▶ WHAT YOU HAVE TO DO
How many lines of these entries hold the string "balance"? Answer with the number alone.

▶ THE DATA
Start of Block

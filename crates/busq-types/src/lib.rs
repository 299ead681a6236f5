//! Core types for bus trip booking

mod error;
mod types;

pub use error::*;
pub use types::*;

use clap::ValueEnum;
use serde::{Deserialize, Serialize};

/// Output format for results
#[derive(Clone, Copy, Debug, Default, PartialEq, Eq, ValueEnum, Serialize, Deserialize)]
#[serde(rename_all = "lowercase")]
pub enum OutputFormat {
    #[default]
    Table,
    Json,
}

impl std::fmt::Display for OutputFormat {
    fn fmt(&self, f: &mut std::fmt::Formatter<'_>) -> std::fmt::Result {
        match self {
            OutputFormat::Table => write!(f, "table"),
            OutputFormat::Json => write!(f, "json"),
        }
    }
}
//! Repository adapters for persistence layer

use std::path::PathBuf;

use busq_infra::persistence::KeyValueReservationRepository;
use busq_store::FileStore;
use busq_types::Result;

use crate::config::Config;

pub type FileReservationRepository = KeyValueReservationRepository<FileStore>;

/// Open the file-backed key-value store
pub fn open_store(config: &Config) -> Result<FileStore> {
    FileStore::open(config.store_dir()?)
}

/// Open the key-value store at a custom directory
pub fn open_store_at(store_dir: PathBuf) -> Result<FileStore> {
    FileStore::open(store_dir)
}

/// Open the reservation repository over the configured store
pub fn open_reservation_repo(config: &Config) -> Result<FileReservationRepository> {
    Ok(KeyValueReservationRepository::new(open_store(config)?))
}

/// Open the reservation repository at a custom directory
pub fn open_reservation_repo_at(store_dir: PathBuf) -> Result<FileReservationRepository> {
    Ok(KeyValueReservationRepository::new(open_store_at(store_dir)?))
}
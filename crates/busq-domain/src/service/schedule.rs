//! Schedule generation: physical buses + service date -> trip legs

use busq_types::{BusType, Direction};
use chrono::{Duration, NaiveDate, NaiveDateTime};
use serde::{Deserialize, Serialize};

use crate::model::{DailySchedule, PhysicalBusSchedule, TripLeg};

/// Minimum seats shown as available on any generated leg
const MIN_AVAILABLE_SEATS: u32 = 5;

/// Timing constants of a schedule scheme
#[derive(Debug, Clone, Copy, PartialEq, Eq, Serialize, Deserialize)]
pub struct ScheduleSettings {
    /// Travel time of one leg
    pub travel_duration_mins: i64,
    /// Time parked at the far terminal before the return leg
    pub layover_mins: i64,
    /// Generate return legs (Cebu City -> Mantalongon)
    pub round_trip: bool,
}

impl Default for ScheduleSettings {
    fn default() -> Self {
        Self {
            travel_duration_mins: 240,
            layover_mins: 60,
            round_trip: true,
        }
    }
}

/// Generate every trip leg for `service_date`, sorted by departure.
///
/// Seat availability and price depend only on the bus record, so calling this
/// twice with the same inputs yields identical legs.
pub fn generate_schedule(
    buses: &[PhysicalBusSchedule],
    service_date: NaiveDate,
    settings: &ScheduleSettings,
) -> DailySchedule {
    let travel = Duration::minutes(settings.travel_duration_mins);
    let layover = Duration::minutes(settings.layover_mins);
    let mut legs = Vec::with_capacity(buses.len() * 2);

    for bus in buses {
        let outbound_departure = service_date.and_time(bus.departure);
        let outbound_arrival = outbound_departure + travel;
        let outbound = build_leg(
            bus,
            Direction::MantalongonToCebu,
            outbound_departure,
            outbound_arrival,
            settings,
        );
        legs.push(outbound);

        if settings.round_trip {
            let return_departure = outbound_arrival + layover;
            let return_arrival = return_departure + travel;
            legs.push(build_leg(
                bus,
                Direction::CebuToMantalongon,
                return_departure,
                return_arrival,
                settings,
            ));
        }
    }

    tracing::debug!(
        date = %service_date,
        buses = buses.len(),
        legs = legs.len(),
        "generated daily schedule"
    );

    DailySchedule::new(service_date, legs)
}

fn build_leg(
    bus: &PhysicalBusSchedule,
    direction: Direction,
    departure: NaiveDateTime,
    arrival: NaiveDateTime,
    settings: &ScheduleSettings,
) -> TripLeg {
    let total_seats = bus.bus_type.total_seats();
    TripLeg {
        id: format!(
            "{}-{}-{}",
            bus.bus_id,
            direction.code(),
            departure.format("%Y%m%d%H%M")
        ),
        bus_id: bus.bus_id.clone(),
        direction,
        origin: direction.origin().to_string(),
        destination: direction.destination().to_string(),
        departure,
        arrival,
        bus_type: bus.bus_type,
        price: bus.bus_type.base_price(),
        total_seats,
        available_seats: available_seats(bus),
        travel_duration_mins: settings.travel_duration_mins,
        layover_mins: settings.layover_mins,
        plate: bus.plate.clone(),
    }
}

/// Stable pseudo-availability derived from the bus id
fn available_seats(bus: &PhysicalBusSchedule) -> u32 {
    let n = bus.numeric_id();
    let total = bus.bus_type.total_seats();
    let base = match bus.bus_type {
        BusType::Airconditioned => 40 + n % 25,
        BusType::Traditional => 25 + n % 28,
    };
    base.clamp(MIN_AVAILABLE_SEATS, total)
}
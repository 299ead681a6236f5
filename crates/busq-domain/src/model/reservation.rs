//! Reservation records kept in client-side storage

use busq_types::{BusType, PassengerCategory, PaymentType};
use chrono::{DateTime, NaiveDate, Utc};
use serde::{Deserialize, Serialize};

use super::FareQuote;

/// Outcome of the mock payment step
#[derive(Debug, Clone, PartialEq, Serialize, Deserialize)]
pub struct PaymentSummary {
    pub payment_type: PaymentType,
    pub amount_paid: f64,
    /// Remaining amount payable to the conductor
    pub balance: f64,
}

/// Booking intent created at seat selection and confirmed by payment
#[derive(Debug, Clone, PartialEq, Serialize, Deserialize)]
pub struct Reservation {
    pub id: String,
    pub passenger_name: String,
    pub category: PassengerCategory,
    pub trip_id: String,
    pub bus_id: String,
    pub bus_type: BusType,
    pub origin: String,
    /// Chosen drop-off stop
    pub drop_off: String,
    pub trip_date: NaiveDate,
    /// `HH:MM`
    pub departure_time: String,
    pub seat_numbers: Vec<String>,
    pub fare: FareQuote,
    #[serde(default)]
    pub payment: Option<PaymentSummary>,
    pub created_at: DateTime<Utc>,
    #[serde(default)]
    pub paid_at: Option<DateTime<Utc>>,
}

impl Reservation {
    pub fn is_paid(&self) -> bool {
        self.payment.is_some()
    }

    pub fn route_label(&self) -> String {
        format!("{} to {}", self.origin, self.drop_off)
    }
}
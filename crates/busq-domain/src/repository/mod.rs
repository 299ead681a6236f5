//! Repository trait definitions for reservation persistence

use crate::model::Reservation;
use busq_types::Error;

/// Storage of the booking hand-off between seat selection and payment.
///
/// Holds at most one pending reservation and one confirmed reservation;
/// saving replaces the previous value.
pub trait ReservationRepository {
    /// Save the reservation awaiting payment
    fn save_pending(&self, reservation: &Reservation) -> Result<(), Error>;

    /// Load the reservation awaiting payment, `None` if absent or unreadable
    fn find_pending(&self) -> Result<Option<Reservation>, Error>;

    /// Drop the pending reservation
    fn clear_pending(&self) -> Result<(), Error>;

    /// Save a paid reservation
    fn save_confirmed(&self, reservation: &Reservation) -> Result<(), Error>;

    /// Find the confirmed reservation with this id
    fn find_confirmed(&self, id: &str) -> Result<Option<Reservation>, Error>;
}
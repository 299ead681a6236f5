//! Output formatting module

use busq_app::app::{tracking_message, BoardEntry, TripBoard};
use busq_domain::model::{DailySchedule, FareQuote, FareSource, FareStop, Reservation, SeatLayout};
use busq_domain::service::leg_status;
use busq_types::{BusType, Direction, OutputFormat, Result};
use chrono::NaiveDateTime;
use serde::Serialize;

fn print_json<T: Serialize + ?Sized>(value: &T) -> Result<()> {
    println!("{}", serde_json::to_string_pretty(value)?);
    Ok(())
}

fn badge(entry: &BoardEntry) -> String {
    format!("[{}]", entry.status.badge.label())
}

pub fn output_board(output_format: OutputFormat, board: &TripBoard) -> Result<()> {
    if output_format == OutputFormat::Json {
        return print_json(board);
    }

    println!("\nTrip Board ({})", board.generated_at.format("%Y-%m-%d %H:%M"));
    println!("{}", "=".repeat(108));
    println!(
        "{:<10} {:<16} {:<14} {:<32} {:<6} {:<6} {:<22}",
        "Bus", "Plate", "Type", "Current Leg", "Dep", "Arr", "Status"
    );
    println!("{}", "-".repeat(108));

    for entry in &board.entries {
        let leg = &entry.status.leg;
        println!(
            "{:<10} {:<16} {:<14} {:<32} {:<6} {:<6} {} {}",
            entry.bus_id,
            entry.plate,
            entry.bus_type.label(),
            leg.direction.to_string(),
            leg.departure_time(),
            leg.arrival_time(),
            entry.status.status.label(),
            badge(entry),
        );
    }

    println!("{}", "-".repeat(108));
    if board.is_empty() {
        println!("No buses match the filter.");
    } else {
        let summary: Vec<String> = board
            .summary()
            .iter()
            .map(|(status, n)| format!("{}: {}", status.label(), n))
            .collect();
        println!("{}", summary.join("  "));
    }

    Ok(())
}

pub fn output_schedule(
    output_format: OutputFormat,
    schedule: &DailySchedule,
    now: NaiveDateTime,
) -> Result<()> {
    if output_format == OutputFormat::Json {
        return print_json(schedule);
    }

    println!("\nSchedule for {}", schedule.service_date());
    println!("{}", "=".repeat(104));
    println!(
        "{:<30} {:<32} {:<6} {:<6} {:<10} {:>7} {:>9} {:<12}",
        "Trip", "Route", "Dep", "Arr", "Type", "Price", "Seats", "Status"
    );
    println!("{}", "-".repeat(104));

    for leg in schedule.legs() {
        println!(
            "{:<30} {:<32} {:<6} {:<6} {:<10} {:>7.2} {:>4}/{:<4} {:<12}",
            leg.id,
            leg.direction.to_string(),
            leg.departure_time(),
            leg.arrival_time(),
            match leg.bus_type {
                BusType::Traditional => "Trad",
                BusType::Airconditioned => "AC",
            },
            leg.price,
            leg.available_seats,
            leg.total_seats,
            leg_status(now, leg).label(),
        );
    }

    println!("{}", "-".repeat(104));
    println!("{} trips", schedule.len());
    Ok(())
}

#[derive(Serialize)]
struct TrackingView<'a> {
    #[serde(flatten)]
    entry: &'a BoardEntry,
    location: String,
    message: String,
}

pub fn output_tracking(output_format: OutputFormat, entry: &BoardEntry) -> Result<()> {
    let message = tracking_message(entry);
    if output_format == OutputFormat::Json {
        return print_json(&TrackingView {
            entry,
            location: entry.status.location(),
            message,
        });
    }

    let status = &entry.status;
    println!("\nBus {} ({}, {})", entry.bus_id, entry.plate, entry.bus_type.label());
    println!("===============");
    println!("Status:          {} {}", status.status.label(), badge(entry));
    println!("Location:        {}", status.location());
    println!("Current leg:     {}", status.leg.id);
    println!(
        "Next change:     {}",
        status.next_change_at.format("%Y-%m-%d %H:%M")
    );
    println!("\n{}", message);
    Ok(())
}

pub fn output_seats(output_format: OutputFormat, trip_id: &str, layout: &SeatLayout) -> Result<()> {
    if output_format == OutputFormat::Json {
        return print_json(layout);
    }

    println!("\nSeat map for {} ({})", trip_id, layout.bus_type.label());
    println!("Available: {} of {}   [xx] = reserved", layout.available_count(), layout.total());
    println!("          FRONT");

    for row in &layout.rows {
        let cells: Vec<String> = row
            .iter()
            .map(|cell| match cell {
                Some(seat) if seat.is_available() => format!("{:<4}", seat.id),
                Some(_) => "[xx]".to_string(),
                None => "  ".to_string(),
            })
            .collect();
        println!("  {}", cells.join(" "));
    }

    let rear: Vec<String> = layout
        .rear_bench
        .iter()
        .map(|seat| {
            if seat.is_available() {
                format!("{:<4}", seat.id)
            } else {
                "[xx]".to_string()
            }
        })
        .collect();
    println!("  {}", rear.join(" "));
    println!("          REAR");
    Ok(())
}

pub fn output_stops(output_format: OutputFormat, direction: Direction, stops: &[FareStop]) -> Result<()> {
    if output_format == OutputFormat::Json {
        return print_json(stops);
    }

    let fare = |f: Option<f64>| f.map(|v| format!("{:.2}", v)).unwrap_or_else(|| "base".to_string());

    println!("\nStops: {}", direction);
    println!("{}", "=".repeat(44));
    println!("{:<20} {:>10} {:>12}", "Stop", "Trad", "AC");
    println!("{}", "-".repeat(44));
    for stop in stops {
        println!(
            "{:<20} {:>10} {:>12}",
            stop.name,
            fare(stop.traditional),
            fare(stop.airconditioned)
        );
    }
    Ok(())
}

fn print_fare_lines(fare: &FareQuote) {
    println!(
        "Fare:            {} x PHP {:.2} = PHP {:.2}",
        fare.seat_count, fare.regular_fare_per_seat, fare.regular_fare_total
    );
    if fare.discount_applied() {
        println!(
            "Discount:        {} 20% (-PHP {:.2})",
            fare.category.label(),
            fare.discount_total
        );
    }
    println!("Amount due:      PHP {:.2}", fare.amount_due);
    if fare.source == FareSource::Fallback {
        println!("Note:            no fare listed for {}, base fare charged", fare.drop_off);
    }
}

pub fn output_quote(output_format: OutputFormat, trip_id: &str, quote: &FareQuote) -> Result<()> {
    if output_format == OutputFormat::Json {
        return print_json(quote);
    }

    println!("\nFare Quote");
    println!("==========");
    println!("Trip:            {}", trip_id);
    println!("Drop-off:        {}", quote.drop_off);
    println!("Passenger type:  {}", quote.category.label());
    print_fare_lines(quote);
    Ok(())
}

pub fn output_reservation(output_format: OutputFormat, reservation: &Reservation) -> Result<()> {
    if output_format == OutputFormat::Json {
        return print_json(reservation);
    }

    println!("\nReservation {}", reservation.id);
    println!("================");
    println!("Passenger:       {} ({})", reservation.passenger_name, reservation.category.label());
    println!("Trip:            {}", reservation.trip_id);
    println!("Route:           {}", reservation.route_label());
    println!(
        "Departure:       {} {}",
        reservation.trip_date, reservation.departure_time
    );
    println!("Seats:           {}", reservation.seat_numbers.join(", "));
    print_fare_lines(&reservation.fare);

    match reservation.payment {
        Some(ref payment) => {
            println!("Paid:            PHP {:.2} ({})", payment.amount_paid, payment.payment_type.label());
            if payment.balance > 0.0 {
                println!("Balance:         PHP {:.2} (pay the conductor)", payment.balance);
            }
        }
        None => {
            println!("\nPending payment. Run `busq pay deposit` or `busq pay full`.");
        }
    }
    Ok(())
}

End of Block

▶ SOLUTION TO THE EXERCISE
3